FIRST SUPPLEMENTAL INDENTURE

(TO CONVERTIBLE INDENTURE)

THIS FIRST SUPPLEMENTAL INDENTURE (this “Supplemental Indenture”) is dated as of April 9, 2012, and has been entered into by and between Horizon Lines, Inc., a Delaware corporation, having its principal office at 4046 Colony Road, Suite 200, Charlotte, North Carolina 28211 (the “Company”), the guarantors listed on the signature pages hereto (the “Guarantors”) and U.S. Bank National Association, as trustee (the “Trustee”) and collateral agent.

RECITALS

WHEREAS, the Company, the Guarantors and the Trustee previously entered into that certain indenture dated as of October 5, 2011 (the “Indenture”), providing for the issuance of the Company’s 6.00% Series A Convertible Senior Secured Notes due 2017 (the “Series A Notes”) and 6.00% Series B Mandatorily Convertible Senior Secured Notes (the “Series B Notes” and, together with the Series A Notes, the “Notes”);

WHEREAS, Series A Notes in the aggregate principal amount of $178,781,456 and Series B Notes in the aggregate principal amount of $49,661,522 are currently outstanding under the Indenture;

WHEREAS, Section 11.02 of the Indenture provides that the Company may enter into an indenture or indentures supplemental to the Indenture for the purpose of adding any provisions to or changing in any manner or eliminating any of the provisions of the Indenture or modifying in any manner the rights of the Holders of Notes under the Indenture, in certain cases, with written consent of the Holders of not less than a majority in aggregate principal amount of the outstanding Notes, by the act of such Holders delivered to the Company and the Trustee;

WHEREAS, the Company conducted a consent solicitation (the “Consent Solicitation”), pursuant to which $197,084,866 in aggregate principal amount of Notes, representing 86.27% of the outstanding Notes, which were treated as a single class for the purposes of the Consent Solicitation, consented to the Proposed Amendments (as defined in the Consent Solicitation and Exchange Statement with respect to the Notes, dated March 29, 2012 (the “Statement”)) to certain terms and provisions in the Indenture;

WHEREAS, such consents have been delivered to the Information and Tabulation Agent, as identified in the Statement, and were not validly withdrawn;

WHEREAS, pursuant to the Statement, Series A Notes held by Holders who gave their consent to the Proposed Amendments (as definite in the Statement), will trade under a new CUSIP number to reflect the PIK Interest Amendment (as defined in the Statement) (the “Series A PIK Amended Notes”) and Series B Notes held by Holders who gave their consent to the Proposed Amendments will trade under a new CUSIP number to reflect the PIK Interest Amendment (the “Series B PIK Amended Notes” and, together with the Series A PIK Amended Notes, the “PIK Amended Notes”);

WHEREAS, the Company has been authorized by Board Resolution to enter into this Supplemental Indenture;

WHEREAS, the Company desires to amend certain provisions of the Indenture, as set forth in Article I of this Supplemental Indenture to effect the Proposed Amendments;

WHEREAS, all acts and requirements necessary to make this Supplemental Indenture the legal, valid and binding obligation of the Company and the Guarantors have been done; and

WHEREAS, the Company has received and delivered to the Trustee the requisite consents to effect the Proposed Amendments under the Indenture.


AGREEMENT

NOW, THEREFORE, in consideration of the premises and the covenants and agreements contained herein, and for other good and valuable consideration the receipt of which is hereby acknowledged, and for the equal and proportionate benefit of the Holders of the Notes, the Company and the Trustee hereby agree as follows:

ARTICLE I

AMENDMENTS TO INDENTURE

Section 1.01 PIK Amended Notes.

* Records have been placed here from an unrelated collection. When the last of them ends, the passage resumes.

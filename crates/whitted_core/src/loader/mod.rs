//! Scene and mesh file loading.
//!
//! Both formats are whitespace-separated token streams; see [`scene_file`]
//! and [`mesh_file`] for the record layouts. Every parse error carries the
//! line it was found on.
//!
//! # Example
//!
//! ```ignore
//! use whitted_core::loader::load_scene;
//!
//! let scene = load_scene("scenes/spheres.txt")?;
//! println!("{} surfaces", scene.num_surfaces());
//! ```

use std::path::{Path, PathBuf};

use thiserror::Error;

use crate::mesh::MeshError;

pub mod mesh_file;
pub mod scene_file;
mod tokens;

pub use mesh_file::{load_mesh, parse_mesh};
pub use scene_file::{load_scene, parse_scene};

/// Errors that can occur while loading scene or mesh files.
#[derive(Error, Debug)]
pub enum LoadError {
    #[error("cannot read {}: {source}", .path.display())]
    Io {
        path: PathBuf,
        #[source]
        source: std::io::Error,
    },

    #[error("line {line}: unexpected end of file, expected {expected}")]
    UnexpectedEof { line: usize, expected: &'static str },

    #[error("line {line}: invalid {expected} {token:?}")]
    InvalidNumber {
        line: usize,
        token: String,
        expected: &'static str,
    },

    #[error("line {line}: expected record {expected}, found {found:?}")]
    UnexpectedTag {
        line: usize,
        found: String,
        expected: &'static str,
    },

    #[error("line {line}: unknown light type {kind} (0 = directional, 1 = point)")]
    UnknownLightType { line: usize, kind: i64 },

    #[error("line {line}: scale must be finite and non-zero, got {scale}")]
    DegenerateScale { line: usize, scale: f64 },

    #[error("line {line}: face index {index} out of range (1..={vertex_count})")]
    FaceIndexOutOfRange {
        line: usize,
        index: usize,
        vertex_count: usize,
    },

    #[error("invalid mesh: {0}")]
    InvalidMesh(#[from] MeshError),

    #[error("in mesh {}: {source}", .path.display())]
    Mesh {
        path: PathBuf,
        #[source]
        source: Box<LoadError>,
    },
}

/// Result type for loading operations.
pub type LoadResult<T> = Result<T, LoadError>;

fn read_file(path: &Path) -> LoadResult<String> {
    log::debug!("Reading {}", path.display());
    std::fs::read_to_string(path).map_err(|source| LoadError::Io {
        path: path.to_path_buf(),
        source,
    })
}
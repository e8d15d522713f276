//! Renderable surfaces: a node, a material and a primitive.

use whitted_math::{HomogeneousVector, RigidTransform};

use crate::intersect::SurfaceHit;
use crate::material::{palette, Material};
use crate::mesh::Mesh;
use crate::node::{LineSink, Node, Transformable};
use crate::sphere::Sphere;

/// The primitive a surface is made of.
#[derive(Debug, Clone, PartialEq)]
pub enum Shape {
    Sphere(Sphere),
    Mesh(Mesh),
}

/// A primitive placed in the world with a Phong material.
#[derive(Debug, Clone, PartialEq)]
pub struct Surface {
    node: Node,
    pub material: Material,
    shape: Shape,
}

impl Surface {
    pub fn sphere(material: Material) -> Self {
        Self {
            node: Node::new(palette::BLUE),
            material,
            shape: Shape::Sphere(Sphere),
        }
    }

    /// Meshes carry an axes adornment.
    pub fn mesh(mesh: Mesh, material: Material) -> Self {
        Self {
            node: Node::new(palette::BLUE).with_axes(palette::CYAN),
            material,
            shape: Shape::Mesh(mesh),
        }
    }

    pub fn shape(&self) -> &Shape {
        &self.shape
    }

    pub fn is_sphere(&self) -> bool {
        matches!(self.shape, Shape::Sphere(_))
    }

    /// Highlight as the picked surface.
    pub fn select(&mut self) {
        self.node.color = palette::YELLOW;
        if let Shape::Mesh(mesh) = &mut self.shape {
            mesh.bounds_mut().color = palette::RED;
        }
    }

    pub fn deselect(&mut self) {
        self.node.color = palette::BLUE;
        if let Shape::Mesh(mesh) = &mut self.shape {
            mesh.bounds_mut().color = palette::BLUE;
        }
    }

    /// Cheap intersection used for picking. Meshes only test their bounds.
    pub fn intersect(&self, orig: HomogeneousVector, dir: HomogeneousVector) -> Option<f64> {
        let state = self.node.state();
        match &self.shape {
            Shape::Sphere(sphere) => sphere.intersect(&state, orig, dir),
            Shape::Mesh(mesh) => mesh.intersect(&state, orig, dir),
        }
    }

    /// Exact intersection with world-space hit point and normal.
    pub fn fine_intersect(&self, orig: HomogeneousVector, dir: HomogeneousVector) -> Option<SurfaceHit> {
        let state = self.node.state();
        match &self.shape {
            Shape::Sphere(sphere) => sphere.fine_intersect(&state, orig, dir),
            Shape::Mesh(mesh) => mesh.fine_intersect(&state, orig, dir),
        }
    }

    /// Emit the wireframe and any enabled adornments.
    pub fn render(&self, parent: &RigidTransform, sink: &mut dyn LineSink) {
        let transform = self.node.compose(parent);
        self.node.render_axes(&transform, sink);
        match &self.shape {
            Shape::Sphere(sphere) => sphere.render(&transform, self.node.color, sink),
            Shape::Mesh(mesh) => {
                if self.node.shows_box() {
                    mesh.bounds().render(&transform, sink);
                }
                mesh.render(&transform, self.node.color, sink);
            }
        }
    }
}

impl Transformable for Surface {
    fn node(&self) -> &Node {
        &self.node
    }

    fn node_mut(&mut self) -> &mut Node {
        &mut self.node
    }
}
//! Scene: lights, surfaces and the current selection.

use whitted_math::{DVec3, HomogeneousVector, RigidTransform};

use crate::intersect::SurfaceHit;
use crate::material::Light;
use crate::node::{LineSink, Node, Transformable};
use crate::surface::Surface;

/// A collection of lights and surfaces.
///
/// Surfaces are stored spheres first, then meshes, so an index below
/// [`Scene::num_spheres`] always names a sphere. Transform calls made through
/// [`Transformable`] act on the selected surface; adornment toggles apply to
/// every surface.
#[derive(Debug, Clone, Default)]
pub struct Scene {
    node: Node,
    lights: Vec<Light>,
    surfaces: Vec<Surface>,
    num_spheres: usize,
    selected: Option<usize>,
}

impl Scene {
    pub fn new() -> Self {
        Self::default()
    }

    pub fn add_light(&mut self, light: Light) {
        self.lights.push(light);
    }

    /// Add a surface, keeping spheres ahead of meshes. Returns its index.
    pub fn add_surface(&mut self, surface: Surface) -> usize {
        let index = if surface.is_sphere() {
            self.num_spheres += 1;
            self.num_spheres - 1
        } else {
            self.surfaces.len()
        };
        self.surfaces.insert(index, surface);

        // Keep the selection on the same surface
        if let Some(selected) = self.selected.as_mut() {
            if *selected >= index {
                *selected += 1;
            }
        }
        index
    }

    pub fn lights(&self) -> &[Light] {
        &self.lights
    }

    pub fn surfaces(&self) -> &[Surface] {
        &self.surfaces
    }

    pub fn num_spheres(&self) -> usize {
        self.num_spheres
    }

    pub fn num_meshes(&self) -> usize {
        self.surfaces.len() - self.num_spheres
    }

    pub fn num_surfaces(&self) -> usize {
        self.surfaces.len()
    }

    pub fn get_surface(&self, index: usize) -> Option<&Surface> {
        self.surfaces.get(index)
    }

    pub fn get_surface_mut(&mut self, index: usize) -> Option<&mut Surface> {
        self.surfaces.get_mut(index)
    }

    pub fn selected(&self) -> Option<usize> {
        self.selected
    }

    pub fn selected_surface(&self) -> Option<&Surface> {
        self.selected.and_then(|i| self.surfaces.get(i))
    }

    /// Select `index`, deselecting the previous surface. An index that names
    /// no surface clears the selection.
    pub fn select(&mut self, index: Option<usize>) {
        if let Some(previous) = self.selected.and_then(|i| self.surfaces.get_mut(i)) {
            previous.deselect();
        }
        self.selected = match index.and_then(|i| self.surfaces.get_mut(i).map(|s| (i, s))) {
            Some((i, surface)) => {
                surface.select();
                Some(i)
            }
            None => None,
        };
    }

    /// Pick the nearest surface along a ray using the coarse test.
    ///
    /// The winner becomes the selection; a miss clears it.
    pub fn intersection(&mut self, orig: HomogeneousVector, dir: HomogeneousVector) -> Option<usize> {
        let closest = self
            .surfaces
            .iter()
            .enumerate()
            .filter_map(|(i, s)| s.intersect(orig, dir).map(|t| (i, t)))
            .filter(|&(_, t)| t >= 0.0)
            .min_by(|(_, a), (_, b)| a.total_cmp(b))
            .map(|(i, _)| i);

        log::debug!("Picked surface {:?}", closest);
        self.select(closest);
        closest
    }

    /// Nearest fine intersection over every surface.
    pub fn nearest_hit(
        &self,
        orig: HomogeneousVector,
        dir: HomogeneousVector,
    ) -> Option<(&Surface, SurfaceHit)> {
        self.surfaces
            .iter()
            .filter_map(|s| s.fine_intersect(orig, dir).map(|hit| (s, hit)))
            .min_by(|(_, a), (_, b)| a.t.total_cmp(&b.t))
    }

    /// Emit every surface's wireframe.
    pub fn render(&self, parent: &RigidTransform, sink: &mut dyn LineSink) {
        let transform = self.node.compose(parent);
        for surface in &self.surfaces {
            surface.render(&transform, sink);
        }
    }

    fn selected_mut(&mut self) -> Option<&mut Surface> {
        self.selected.and_then(|i| self.surfaces.get_mut(i))
    }
}

impl Transformable for Scene {
    fn node(&self) -> &Node {
        &self.node
    }

    fn node_mut(&mut self) -> &mut Node {
        &mut self.node
    }

    /// State of the selected surface, or the identity.
    fn state(&self) -> RigidTransform {
        self.selected_surface()
            .map(|s| s.state())
            .unwrap_or(RigidTransform::IDENTITY)
    }

    fn rotate(&mut self, theta: f64, axis: DVec3) {
        if let Some(s) = self.selected_mut() {
            s.rotate(theta, axis);
        }
    }

    fn scale(&mut self, s: f64) {
        if let Some(surface) = self.selected_mut() {
            surface.scale(s);
        }
    }

    fn translate(&mut self, offset: DVec3) {
        if let Some(s) = self.selected_mut() {
            s.translate(offset);
        }
    }

    fn rotate_local(&mut self, theta: f64, axis: DVec3) {
        if let Some(s) = self.selected_mut() {
            s.rotate_local(theta, axis);
        }
    }

    fn scale_local(&mut self, s: f64) {
        if let Some(surface) = self.selected_mut() {
            surface.scale_local(s);
        }
    }

    fn translate_local(&mut self, offset: DVec3) {
        if let Some(s) = self.selected_mut() {
            s.translate_local(offset);
        }
    }

    fn on_set_axes(&mut self) {
        self.surfaces.iter_mut().for_each(Transformable::set_axes);
    }

    fn on_unset_axes(&mut self) {
        self.surfaces.iter_mut().for_each(Transformable::unset_axes);
    }

    fn on_set_box(&mut self) {
        self.surfaces.iter_mut().for_each(Transformable::set_box);
    }

    fn on_unset_box(&mut self) {
        self.surfaces.iter_mut().for_each(Transformable::unset_box);
    }
}
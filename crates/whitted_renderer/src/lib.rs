//! Whitted Renderer - headless camera and image output.
//!
//! Turns a [`whitted_core::Scene`] into pixels: a [`View`] generates one
//! primary ray per pixel, [`render`] shades them with
//! [`Scene::ray_trace`](whitted_core::Scene::ray_trace) and the resulting
//! [`ImageBuffer`] can be written out as PNG.

mod renderer;
mod view;

pub use renderer::{
    clamp_01, color_to_rgba, render, render_pixel, ConfigError, ImageBuffer, RenderConfig,
    MAX_DIMENSION,
};
pub use view::{Projection, View};

/// Re-export the color type from whitted_core
pub use whitted_core::Color;
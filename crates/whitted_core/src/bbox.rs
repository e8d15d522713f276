//! Object-space bounding box used as a cheap reject for meshes.

use whitted_math::{DVec3, HomogeneousVector, RigidTransform};

use crate::intersect::{triangle_intersect, Facet};
use crate::material::{palette, Color};
use crate::node::{emit_line, LineSink};

/// The six faces as `(v0, v1, v2)` corner indices, each a parallelogram.
const FACES: [[usize; 3]; 6] = [
    [0, 1, 2],
    [0, 1, 4],
    [0, 2, 4],
    [7, 5, 3],
    [7, 6, 3],
    [7, 6, 5],
];

/// Axis-aligned box stored as its eight corners.
///
/// Corner `i` takes the maximum x when bit 1 is set, the maximum y for bit 2
/// and the maximum z for bit 4.
#[derive(Debug, Clone, PartialEq)]
pub struct BoundingBox {
    corners: [HomogeneousVector; 8],
    /// Wireframe color
    pub color: Color,
}

impl BoundingBox {
    pub fn new(min: DVec3, max: DVec3) -> Self {
        let corners = std::array::from_fn(|i| {
            HomogeneousVector::point(
                if i & 1 != 0 { max.x } else { min.x },
                if i & 2 != 0 { max.y } else { min.y },
                if i & 4 != 0 { max.z } else { min.z },
            )
        });
        Self {
            corners,
            color: palette::BLUE,
        }
    }

    /// Smallest box containing every point, or `None` for an empty input.
    pub fn from_points<'a>(points: impl IntoIterator<Item = &'a HomogeneousVector>) -> Option<Self> {
        let mut points = points.into_iter().map(HomogeneousVector::cartesian);
        let first = points.next()?;
        let (min, max) = points.fold((first, first), |(min, max), p| (min.min(p), max.max(p)));
        Some(Self::new(min, max))
    }

    pub fn corners(&self) -> &[HomogeneousVector; 8] {
        &self.corners
    }

    pub fn min(&self) -> DVec3 {
        self.corners[0].cartesian()
    }

    pub fn max(&self) -> DVec3 {
        self.corners[7].cartesian()
    }

    /// Nearest non-negative ray parameter at which the ray crosses a face.
    pub fn intersect(&self, orig: HomogeneousVector, dir: HomogeneousVector) -> Option<f64> {
        FACES
            .iter()
            .filter_map(|&[a, b, c]| {
                triangle_intersect(
                    orig,
                    dir,
                    self.corners[a],
                    self.corners[b],
                    self.corners[c],
                    Facet::Parallelogram,
                )
            })
            .map(|hit| hit.t)
            .filter(|&t| t >= 0.0)
            .min_by(f64::total_cmp)
    }

    /// Emit the twelve edges.
    pub fn render(&self, transform: &RigidTransform, sink: &mut dyn LineSink) {
        for i in 0..8 {
            for bit in [1, 2, 4] {
                // each edge once, from the corner with the bit clear
                if i & bit == 0 {
                    emit_line(sink, transform, self.corners[i], self.corners[i | bit], self.color);
                }
            }
        }
    }
}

The PIK Amended Notes issued to holders of Notes who gave their consent to the Proposed Amendments will be substantially in the form of Exhibit A and Exhibit B hereto, as applicable.

Section 1.02 Amendments to the Indenture.

(a) The definition of “Conversion Date” in Section 1.01 of the Indenture is hereby amended and restated in its entirety to read as follows:

Conversion Date” means (i) in the case of the Series A Notes, the date on which a Holder satisfies all of the applicable requirements for conversion set forth in Section 14.02 and (ii) in the case of the Series B Notes, the date such Notes are converted in accordance with Section 14.04 or the date that the Holder satisfies all of the applicable requirements for conversion set forth in Section 14.02.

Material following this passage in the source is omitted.